## REQUIREMENT
A single count is required: the lines of the data below in which the word "router" occurs.
[INPUT RECORDS Boundary: Start]
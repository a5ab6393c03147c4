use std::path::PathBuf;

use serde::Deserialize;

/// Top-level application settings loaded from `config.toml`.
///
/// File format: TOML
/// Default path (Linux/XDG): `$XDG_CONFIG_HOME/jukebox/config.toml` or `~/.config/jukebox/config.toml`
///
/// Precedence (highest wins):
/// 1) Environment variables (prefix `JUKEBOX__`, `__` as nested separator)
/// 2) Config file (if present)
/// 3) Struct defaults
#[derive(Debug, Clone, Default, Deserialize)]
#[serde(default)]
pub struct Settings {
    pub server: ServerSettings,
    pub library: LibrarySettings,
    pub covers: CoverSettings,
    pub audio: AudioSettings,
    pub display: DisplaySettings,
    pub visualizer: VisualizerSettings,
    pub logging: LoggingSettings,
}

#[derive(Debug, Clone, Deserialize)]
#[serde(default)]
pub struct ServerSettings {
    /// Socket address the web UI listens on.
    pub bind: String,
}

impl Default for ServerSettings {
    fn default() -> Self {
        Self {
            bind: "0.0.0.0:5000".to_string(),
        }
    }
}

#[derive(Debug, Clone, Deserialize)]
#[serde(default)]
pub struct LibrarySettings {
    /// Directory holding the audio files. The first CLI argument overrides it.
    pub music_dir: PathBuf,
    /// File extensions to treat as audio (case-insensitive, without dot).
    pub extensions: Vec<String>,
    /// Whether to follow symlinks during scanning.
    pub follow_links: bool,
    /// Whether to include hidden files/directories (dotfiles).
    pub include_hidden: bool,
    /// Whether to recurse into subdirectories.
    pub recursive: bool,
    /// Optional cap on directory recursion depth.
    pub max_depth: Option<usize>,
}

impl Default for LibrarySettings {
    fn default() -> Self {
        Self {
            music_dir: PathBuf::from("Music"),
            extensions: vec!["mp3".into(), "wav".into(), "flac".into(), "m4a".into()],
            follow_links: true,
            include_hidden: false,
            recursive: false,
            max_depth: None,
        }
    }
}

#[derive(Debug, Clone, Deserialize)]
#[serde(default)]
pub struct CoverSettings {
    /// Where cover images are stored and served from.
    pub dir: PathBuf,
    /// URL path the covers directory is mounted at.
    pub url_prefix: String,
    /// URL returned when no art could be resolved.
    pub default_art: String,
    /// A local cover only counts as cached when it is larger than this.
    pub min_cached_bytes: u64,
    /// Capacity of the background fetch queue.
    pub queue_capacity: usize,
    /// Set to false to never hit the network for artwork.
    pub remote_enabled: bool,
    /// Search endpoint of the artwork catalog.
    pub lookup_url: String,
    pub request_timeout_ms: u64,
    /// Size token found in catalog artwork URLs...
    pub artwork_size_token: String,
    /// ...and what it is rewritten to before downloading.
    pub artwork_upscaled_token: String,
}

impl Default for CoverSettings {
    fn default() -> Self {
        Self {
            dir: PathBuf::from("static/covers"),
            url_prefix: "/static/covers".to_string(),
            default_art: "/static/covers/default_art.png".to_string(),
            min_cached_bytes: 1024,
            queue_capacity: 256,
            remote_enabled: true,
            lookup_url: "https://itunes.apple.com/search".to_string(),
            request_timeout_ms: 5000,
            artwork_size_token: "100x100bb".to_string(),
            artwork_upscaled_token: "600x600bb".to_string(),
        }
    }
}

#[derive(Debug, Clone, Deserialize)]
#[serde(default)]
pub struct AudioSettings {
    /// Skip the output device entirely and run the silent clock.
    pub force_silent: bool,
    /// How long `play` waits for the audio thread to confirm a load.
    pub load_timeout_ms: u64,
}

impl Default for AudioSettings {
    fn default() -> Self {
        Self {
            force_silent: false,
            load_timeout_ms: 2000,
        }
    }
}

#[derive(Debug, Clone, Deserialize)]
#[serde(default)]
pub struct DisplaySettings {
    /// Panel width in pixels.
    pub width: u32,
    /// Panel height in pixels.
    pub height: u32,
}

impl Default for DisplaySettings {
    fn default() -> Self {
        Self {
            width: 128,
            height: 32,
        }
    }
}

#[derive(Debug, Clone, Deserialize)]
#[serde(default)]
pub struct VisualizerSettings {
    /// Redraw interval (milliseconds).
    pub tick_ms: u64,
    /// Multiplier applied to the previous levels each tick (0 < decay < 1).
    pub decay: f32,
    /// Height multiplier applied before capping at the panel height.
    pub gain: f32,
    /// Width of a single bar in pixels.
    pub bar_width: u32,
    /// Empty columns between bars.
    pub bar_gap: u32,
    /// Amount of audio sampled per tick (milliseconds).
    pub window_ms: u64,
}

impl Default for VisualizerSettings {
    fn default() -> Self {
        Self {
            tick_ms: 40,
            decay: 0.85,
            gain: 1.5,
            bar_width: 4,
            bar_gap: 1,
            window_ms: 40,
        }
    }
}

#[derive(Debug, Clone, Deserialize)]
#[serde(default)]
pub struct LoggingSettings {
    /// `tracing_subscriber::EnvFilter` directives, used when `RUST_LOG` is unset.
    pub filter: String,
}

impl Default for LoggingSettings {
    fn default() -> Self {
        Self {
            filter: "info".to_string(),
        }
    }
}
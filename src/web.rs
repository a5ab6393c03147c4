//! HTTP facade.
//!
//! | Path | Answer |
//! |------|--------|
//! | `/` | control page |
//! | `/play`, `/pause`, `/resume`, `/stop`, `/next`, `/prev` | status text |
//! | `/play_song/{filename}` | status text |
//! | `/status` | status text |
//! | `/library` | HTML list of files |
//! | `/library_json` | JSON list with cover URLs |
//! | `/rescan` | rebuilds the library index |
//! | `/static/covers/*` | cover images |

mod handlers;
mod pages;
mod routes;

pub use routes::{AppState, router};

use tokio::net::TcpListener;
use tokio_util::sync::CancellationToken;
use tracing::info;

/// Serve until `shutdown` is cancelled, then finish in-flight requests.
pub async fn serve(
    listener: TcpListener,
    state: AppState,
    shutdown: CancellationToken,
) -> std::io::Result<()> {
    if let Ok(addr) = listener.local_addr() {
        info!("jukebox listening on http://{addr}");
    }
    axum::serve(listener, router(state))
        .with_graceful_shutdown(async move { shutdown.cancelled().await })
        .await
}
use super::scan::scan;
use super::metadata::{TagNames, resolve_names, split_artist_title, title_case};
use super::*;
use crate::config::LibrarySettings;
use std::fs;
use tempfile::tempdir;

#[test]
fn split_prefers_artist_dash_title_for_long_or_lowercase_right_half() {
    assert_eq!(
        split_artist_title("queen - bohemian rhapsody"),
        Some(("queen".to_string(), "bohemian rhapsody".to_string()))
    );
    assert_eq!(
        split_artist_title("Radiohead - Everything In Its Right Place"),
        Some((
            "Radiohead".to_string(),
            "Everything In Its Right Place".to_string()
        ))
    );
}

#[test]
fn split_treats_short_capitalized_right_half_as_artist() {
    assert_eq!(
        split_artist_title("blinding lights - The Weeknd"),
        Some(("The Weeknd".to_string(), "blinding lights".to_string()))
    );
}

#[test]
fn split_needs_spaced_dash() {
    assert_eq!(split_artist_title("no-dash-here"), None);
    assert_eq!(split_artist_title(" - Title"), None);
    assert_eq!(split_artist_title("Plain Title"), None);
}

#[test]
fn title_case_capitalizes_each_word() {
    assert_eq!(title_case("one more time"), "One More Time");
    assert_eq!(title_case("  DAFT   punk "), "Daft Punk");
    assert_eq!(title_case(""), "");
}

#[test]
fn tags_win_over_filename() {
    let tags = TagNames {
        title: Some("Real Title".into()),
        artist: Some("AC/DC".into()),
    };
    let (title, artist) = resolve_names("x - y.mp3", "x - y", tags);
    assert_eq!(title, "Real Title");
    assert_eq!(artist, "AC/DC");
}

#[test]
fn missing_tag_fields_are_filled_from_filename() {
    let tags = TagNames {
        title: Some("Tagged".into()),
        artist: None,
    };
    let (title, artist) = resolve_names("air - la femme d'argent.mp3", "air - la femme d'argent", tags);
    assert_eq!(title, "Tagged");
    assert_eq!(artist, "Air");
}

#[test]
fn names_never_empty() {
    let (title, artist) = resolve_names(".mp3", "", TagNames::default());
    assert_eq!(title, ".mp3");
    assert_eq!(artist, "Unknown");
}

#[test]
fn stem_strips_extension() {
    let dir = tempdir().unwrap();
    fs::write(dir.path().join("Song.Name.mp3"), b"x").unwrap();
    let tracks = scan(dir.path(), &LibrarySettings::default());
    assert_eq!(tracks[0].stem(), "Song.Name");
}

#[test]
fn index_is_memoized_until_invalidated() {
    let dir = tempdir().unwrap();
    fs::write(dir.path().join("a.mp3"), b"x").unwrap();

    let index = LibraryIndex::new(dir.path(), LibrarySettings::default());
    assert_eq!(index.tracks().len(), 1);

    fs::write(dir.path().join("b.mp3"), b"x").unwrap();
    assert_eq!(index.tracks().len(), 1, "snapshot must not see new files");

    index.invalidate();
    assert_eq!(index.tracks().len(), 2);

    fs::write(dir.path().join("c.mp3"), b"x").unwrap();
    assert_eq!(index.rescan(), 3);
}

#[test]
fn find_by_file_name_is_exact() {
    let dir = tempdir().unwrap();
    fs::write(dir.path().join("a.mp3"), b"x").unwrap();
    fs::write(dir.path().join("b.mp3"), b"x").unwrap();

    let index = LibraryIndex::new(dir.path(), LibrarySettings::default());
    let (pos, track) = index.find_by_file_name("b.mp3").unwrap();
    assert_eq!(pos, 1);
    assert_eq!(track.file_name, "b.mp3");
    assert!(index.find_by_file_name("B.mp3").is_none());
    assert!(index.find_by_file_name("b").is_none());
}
[INPUT RECORDS Boundary: End]
[INPUT RECORDS Boundary: Start]
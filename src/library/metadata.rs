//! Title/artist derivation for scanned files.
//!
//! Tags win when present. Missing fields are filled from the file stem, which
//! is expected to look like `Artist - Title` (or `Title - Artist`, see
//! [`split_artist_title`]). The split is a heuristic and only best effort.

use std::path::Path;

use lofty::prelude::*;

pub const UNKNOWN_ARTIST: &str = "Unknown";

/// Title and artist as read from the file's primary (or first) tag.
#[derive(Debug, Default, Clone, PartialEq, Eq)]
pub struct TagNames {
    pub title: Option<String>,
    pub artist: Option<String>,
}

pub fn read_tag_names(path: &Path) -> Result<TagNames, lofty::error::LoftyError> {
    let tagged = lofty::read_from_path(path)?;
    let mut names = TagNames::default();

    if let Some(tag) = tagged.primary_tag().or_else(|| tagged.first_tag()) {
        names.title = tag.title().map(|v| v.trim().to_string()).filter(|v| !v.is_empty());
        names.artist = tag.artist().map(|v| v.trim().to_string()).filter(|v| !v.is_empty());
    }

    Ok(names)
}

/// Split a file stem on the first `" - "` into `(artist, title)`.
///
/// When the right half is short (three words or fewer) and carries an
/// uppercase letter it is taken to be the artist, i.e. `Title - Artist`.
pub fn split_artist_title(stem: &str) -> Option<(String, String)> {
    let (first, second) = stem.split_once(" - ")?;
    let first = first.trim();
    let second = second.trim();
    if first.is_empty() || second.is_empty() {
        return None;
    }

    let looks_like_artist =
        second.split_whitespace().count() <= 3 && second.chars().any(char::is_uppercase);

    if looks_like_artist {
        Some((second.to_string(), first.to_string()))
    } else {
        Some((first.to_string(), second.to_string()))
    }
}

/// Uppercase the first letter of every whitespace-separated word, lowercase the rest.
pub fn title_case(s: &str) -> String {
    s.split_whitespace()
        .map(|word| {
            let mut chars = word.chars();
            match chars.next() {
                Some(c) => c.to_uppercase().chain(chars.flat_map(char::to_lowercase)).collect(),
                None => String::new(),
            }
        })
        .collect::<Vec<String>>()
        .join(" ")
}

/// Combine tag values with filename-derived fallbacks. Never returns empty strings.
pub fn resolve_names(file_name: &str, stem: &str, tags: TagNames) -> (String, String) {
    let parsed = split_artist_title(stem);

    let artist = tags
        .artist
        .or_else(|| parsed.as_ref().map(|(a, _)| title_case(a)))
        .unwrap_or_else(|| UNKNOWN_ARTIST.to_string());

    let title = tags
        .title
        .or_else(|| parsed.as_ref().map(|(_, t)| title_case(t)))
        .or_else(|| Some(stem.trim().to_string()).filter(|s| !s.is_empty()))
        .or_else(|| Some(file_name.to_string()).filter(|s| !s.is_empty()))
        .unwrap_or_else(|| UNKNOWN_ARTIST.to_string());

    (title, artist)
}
[INPUT RECORDS Boundary: End]
## RESPONSE BELOW
2